Dysmetria is a lack of coordination that occurs when the cerebellum isn’t functioning correctly. This part of your brain allows you to make coordinated movements and process thoughts and behaviors.
There’s no specific treatment for dysmetria. Your doctor may recommend treatment for the underlying condition causing it or discuss how to manage the symptom as best as possible.
Dysmetria can affect upper extremities such as your arms, hands, and fingers. It can also affect your lower extremities, such as your legs and feet.
Dysmetria can appear in a few forms:
- hypermetria, which is when you overreach or overstep
- hypometria, which is when you underreach or understep
If you have dysmetria, you can’t complete movements from point to point. For example, it may be very difficult to grab an object with your fingers. You may underreach or overreach for the object you’re trying to grasp.
You can also develop ocular dysmetria, which occurs when you’re having trouble focusing your eyes.
For example, if you tried to switch your focus from one point to another, you would be unable to move your eyes in one solid motion. Instead, you may look too far away from the point or not look close enough to the point.
Saccadic dysmetria is a subset of ocular dysmetria. It affects saccades, which are rapid eye movements that occur when you switch your focus from one point to another.
In addition to dysmetria, you may have other symptoms linked to cerebellum functioning. This includes ataxia.
- cerebellar degeneration
- multiple sclerosis (MS)
- alcohol or drugs
- a reaction to barbiturates and other sedatives
- deficiencies of vitamins B1 (thiamine), B12 (cobalamin), or E
- celiac disease
- Lyme disease
- head trauma
- Hashimoto’s thyroiditis
This isn’t an exhaustive list of conditions that can cause motor problems with your cerebellum. If you have dysmetria as a symptom, you should see your doctor and have them diagnose the underlying condition.
There are several ways a doctor can test for dysmetria:
- Finger-to-nose test. This test requires you to stretch out your arm and then touch your fingers to your nose. Additionally, your doctor may ask you to touch your nose and then reach and touch the doctor’s finger in various locations. Your doctor may also ask you to do this at various speeds or with your eyes closed.
- Heel-to-shin test. This test requires you to lie down and bring your heel to the top of the opposite shin. Then you must move the heel down from your shin to the top of your foot repeatedly.
- Imaging tests. Your doctor may order a head MRI to get an image of your brain.
- Genetic tests. Your doctor may run genetic tests if there’s a possibility that something in your family health history may point to the condition responsible for your dysmetria.

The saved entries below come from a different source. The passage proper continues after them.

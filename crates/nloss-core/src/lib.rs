//! Core types and utilities for nLoss
//!
//! This crate provides the fundamental data structures shared by the rest of
//! the workspace: the complex sample type, the three-channel image buffer,
//! and the error taxonomy.

pub mod consts;
pub mod error;
pub mod image;
pub mod types;

pub use error::{NlossError, NlossResult};
pub use image::*;
pub use types::*;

Dysmetria itself can’t be cured. Your doctor may be able to control the symptom by treating the condition causing it or discuss adjustments to living with the symptom.
Your doctor may recommend occupational or physical therapy to help you manage your dysmetria. You may also need to use assistive devices in your daily life. One example is a weighted utensil that helps you eat.
You should also discuss the mental health implications of dysmetria with your doctor. They’ll help you determine if you could use professional help coping with dysmetria and learning how to adjust to any cognitive impairments that may occur alongside dysmetria. These impairments may include problems related to your mood or mental processing abilities.
Your doctor may be able to treat the dysmetria by treating the condition causing it or discuss adjustments for living with the symptom.
There’s still much to be learned about how the brain works. Research into brain functioning continues to expand, and researchers may discover more treatment options for dysmetria in the future.